Friday, March 31, 2006

The Highs and Lows of Being Lu

Today started off as eh, morning, damn I have a test, bleh. Turned out to be a beautiful day in Carbondale, around 70-75 degrees, bright sunshine, it was quite a sight to see. I actually took a nice little walk to the bank today, might as well because I had a check to cash, I needed cash for tomorrow night and the weather was nice so I might as well enjoy it.
THE HIGHS:
So for the majority of the daylight hours I was on an emotional high. Walking, enjoying the weather and stuff like that. Went to Wal-Mart to get my date for tomorrow some flowers and I picked up some other things that I needed. As I walked back people saw me with the flowers and all I heard was oohs and aahs. I was flattered, in fact for a moment there I got a bit of my swagger back. I heard girls saying "Oh ain't that so sweet" and "I wish my man would do that for me." The girl at the front desk was like "well ain't that sweet" and the guy at the front desk asked me if I was in my girl's dog house. I responded "Nope, this is just a random act of kindess." He was like "that's how you do it." I struck up conversation with a guy on the elevator who was givin me the thumbs up on my actions. "That's how you do it, you catch em when they don't expect it and they'll love it even more." It's funny, I'd love to do that for a girlfriend, just randomly suprise her with some flowers, even if I have to pick them myself, just as a sign of appreciation to the girl. It's too bad I haven't found that girl with.
THE LOWS:
Seemingly, the lows come when night falls. Truth of the matter when I was in conversation with those people and when I heard peeps talkin I knew and only I knew that the truth of th matter was that I didn't have a girl.

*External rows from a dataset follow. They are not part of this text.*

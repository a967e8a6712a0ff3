//! Communication region.
//!
//! One DMA block, laid out once at attach:
//!
//! ```text
//! +0       AIF FIB area (4096 bytes, adapter-initiated FIBs)
//! +4096    aac_init descriptor
//!          padding up to the next 16-byte boundary
//!          queue headers (8 x producer/consumer) + queue bodies
//!          printf buffer (256 bytes)
//! ```
//!
//! Only the bus address of the init descriptor is handed to the adapter;
//! it finds everything else through the descriptor.

use core::mem::size_of;
use std::sync::Arc;

use dma_pool::{DmaAllocator, DmaError, DmaRegion, PAGE_SIZE};
use log::{debug, info};
use thiserror::Error;

use super::queue::{CommQueues, QUEUE_AREA_SIZE};
use crate::config::AdapterConfig;
use crate::driver::{AdapterTransport, TransportError};
use crate::types::repr_c::{HwFib, FIB_SIZE};
use crate::types::{sync_command, AacInit, HwFibRef};

pub const ADAPTER_FIBS_SIZE: usize = 4096;
pub const AIF_FIB_COUNT: u32 = (ADAPTER_FIBS_SIZE / FIB_SIZE) as u32;
pub const QUEUE_ALIGN: usize = 16;
pub const PRINTF_BUFFER_SIZE: usize = 256;
pub const INIT_STRUCT_REVISION: u32 = 3;
pub const MINI_PORT_REVISION: u32 = 1;
/// Largest host page count the init descriptor can express.
pub const MAX_HOST_PHYS_MEM_PAGES: u32 = 0xFFFFF;

/// Communication region setup errors.
#[derive(Debug, Clone, Copy, PartialEq, Eq, Error)]
pub enum CommInitError {
    #[error("communication region allocation failed: {0}")]
    Dma(#[from] DmaError),
    #[error("adapter did not take the init descriptor: {0}")]
    Transport(#[from] TransportError),
}

/// Offsets of every sub-area inside the region.
#[derive(Debug, Clone, Copy, PartialEq, Eq)]
pub struct CommLayout {
    pub init_offset: usize,
    pub queues_offset: usize,
    pub printf_offset: usize,
    pub size: usize,
}

impl CommLayout {
    /// Bytes to allocate, including worst-case alignment slack.
    pub const ALLOC_SIZE: usize = ADAPTER_FIBS_SIZE
        + size_of::<AacInit>()
        + QUEUE_AREA_SIZE
        + QUEUE_ALIGN
        + PRINTF_BUFFER_SIZE;

    /// Layout for a region starting at `base`.
    ///
    /// The gap before the queue headers is `QUEUE_ALIGN - (addr % QUEUE_ALIGN)`,
    /// a full 16 bytes when the address is already aligned.
    pub fn for_base(base: u64) -> Self {
        let init_offset = ADAPTER_FIBS_SIZE;
        let after_init = init_offset + size_of::<AacInit>();
        let misalign = (base as usize + after_init) & (QUEUE_ALIGN - 1);
        let queues_offset = after_init + (QUEUE_ALIGN - misalign);
        Self {
            init_offset,
            queues_offset,
            printf_offset: queues_offset + QUEUE_AREA_SIZE,
            size: Self::ALLOC_SIZE,
        }
    }
}

/// Host page count as reported to the adapter, clamped rather than wrapped.
pub fn host_phys_mem_pages(bytes: u64) -> u32 {
    let pages = bytes / PAGE_SIZE as u64;
    pages.min(MAX_HOST_PHYS_MEM_PAGES as u64) as u32
}

/// The shared communication region and the queues inside it.
pub struct CommRegion {
    dma: Arc<dyn DmaAllocator>,
    region: Option<DmaRegion>,
    layout: CommLayout,
    base_cpu: *mut u8,
    base_bus: u64,
    queues: CommQueues,
}

// Pointers target `region`, owned by this value.
unsafe impl Send for CommRegion {}
unsafe impl Sync for CommRegion {}

impl CommRegion {
    /// Allocate and lay out the region and fill in the init descriptor.
    pub fn build(
        dma: Arc<dyn DmaAllocator>,
        config: &AdapterConfig,
        elapsed_seconds: u32,
    ) -> Result<Self, CommInitError> {
        let region = dma.alloc_coherent(CommLayout::ALLOC_SIZE, PAGE_SIZE)?;
        let base_cpu = region.cpu_ptr();
        let base_bus = region.bus_addr();
        let layout = CommLayout::for_base(base_bus);

        let init = AacInit {
            init_struct_revision: INIT_STRUCT_REVISION,
            mini_port_revision: MINI_PORT_REVISION,
            fsrev: config.fsrev,
            comm_header_address: (base_bus + layout.queues_offset as u64) as u32,
            fast_io_comm_area_address: 0,
            adapter_fibs_physical_address: base_bus as u32,
            adapter_fibs_virtual_address: 0,
            adapter_fibs_size: ADAPTER_FIBS_SIZE as u32,
            adapter_fib_align: FIB_SIZE as u32,
            printfbuf: (base_bus + layout.printf_offset as u64) as u32,
            printfbufsiz: PRINTF_BUFFER_SIZE as u32,
            host_phys_mem_pages: host_phys_mem_pages(config.host_memory_bytes),
            host_elapsed_seconds: elapsed_seconds,
            init_flags: 0,
            max_io_commands: config.total_fibs() as u32,
            max_io_size: config.max_io_size,
            max_fib_size: config.max_fib_size as u32,
        };

        let queues = unsafe {
            init.store(base_cpu.add(layout.init_offset) as *mut AacInit);
            core::ptr::write_bytes(base_cpu.add(layout.printf_offset), 0, PRINTF_BUFFER_SIZE);
            CommQueues::init(base_cpu.add(layout.queues_offset), config.interrupt_moderation)
        };

        debug!(
            "[aacraid] comm region bus={:#x} queues=+{:#x} printf=+{:#x}",
            base_bus, layout.queues_offset, layout.printf_offset
        );

        Ok(Self {
            dma,
            region: Some(region),
            layout,
            base_cpu,
            base_bus,
            queues,
        })
    }

    /// Build the region and hand the init descriptor to the adapter.
    pub fn init(
        dma: Arc<dyn DmaAllocator>,
        transport: &dyn AdapterTransport,
        config: &AdapterConfig,
        elapsed_seconds: u32,
    ) -> Result<Self, CommInitError> {
        let comm = Self::build(dma, config, elapsed_seconds)?;
        let status = transport.sync_cmd(sync_command::INIT_STRUCT_BASE_ADDRESS, comm.init_bus() as u32)?;
        info!(
            "[aacraid] {}: init descriptor at {:#x} accepted (status {:#x})",
            transport.name(),
            comm.init_bus(),
            status
        );
        Ok(comm)
    }

    #[inline]
    pub fn layout(&self) -> &CommLayout {
        &self.layout
    }

    #[inline]
    pub fn queues(&self) -> &CommQueues {
        &self.queues
    }

    /// Bus address of the init descriptor.
    #[inline]
    pub fn init_bus(&self) -> u64 {
        self.base_bus + self.layout.init_offset as u64
    }

    /// Bus address of the region.
    #[inline]
    pub fn base_bus(&self) -> u64 {
        self.base_bus
    }

    /// Read back the init descriptor.
    pub fn init_descriptor(&self) -> AacInit {
        unsafe { AacInit::load(self.base_cpu.add(self.layout.init_offset) as *const AacInit) }
    }

    /// Adapter-initiated FIB addressed by a host command queue entry.
    ///
    /// The entry carries an offset into the AIF area.
    pub fn aif_fib(&self, entry_addr: u32) -> Option<HwFibRef> {
        let index = entry_addr / FIB_SIZE as u32;
        if index >= AIF_FIB_COUNT {
            return None;
        }
        Some(unsafe {
            HwFibRef::new(self.base_cpu.add(index as usize * FIB_SIZE) as *mut HwFib)
        })
    }

    /// CPU pointer to the printf buffer.
    pub(crate) fn printf_buffer(&self) -> *mut u8 {
        unsafe { self.base_cpu.add(self.layout.printf_offset) }
    }
}

impl Drop for CommRegion {
    fn drop(&mut self) {
        if let Some(region) = self.region.take() {
            self.dma.free_coherent(region);
        }
    }
}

And really their response would probably be why not? Why not? Well I'll tell you why not. THere are several "why not?" reasons. First of all I become friends with girls and that's all they'll want to be. They won't want to further things because I'm "just Lu" and I'm too good of a friend. In other cases, girls can't find a good guy if he came up and bit her in the ass. I'm honestly convinced that girls go out and pick the most hopeless duds out there in an attempt to overhaul him, make him over, and change him. Woman, you're talking about a relationship, a guy for a relationship, not a major league ball club. Instead of guys like me, they pick the jerks that they can't change and then they come back to guys like me crying. I'm so sick of it, it really bothers me that I'm almost 20 and still single and never had a relationship. That's why tomorrow night is so big! It seriously holds my destination for when it comes to girls. Things go good, my confidence is back. Even if it's not with her, I can go after other girls with the confidence that I'll be carrying around with me. Granted she'll fall into the category of "just another rejection, just another friend," but if it boosts my self-esteem then good for me, right? However if things go bad not only does she fall into the rejection/friend category, I have nothing else after that. I'm really all out of options. Wow, 19 and all out of options. Will I get my mom grandchildren? Hell will I ever bring that first girlfriend home? Probably not at the rate I'm going.
You know, I'm envious of my friends. All of them have either had experience or are currently in relationships. Theoretically, one day I'll get a girl and I'll be the one people envy. But realistically, who would envy the 19 year old virgin? All my other friends are in relationships. I feel left behind. All I have is a great personality goin for me.
AM I THE MOST PATHETIC PERSON ALIVE?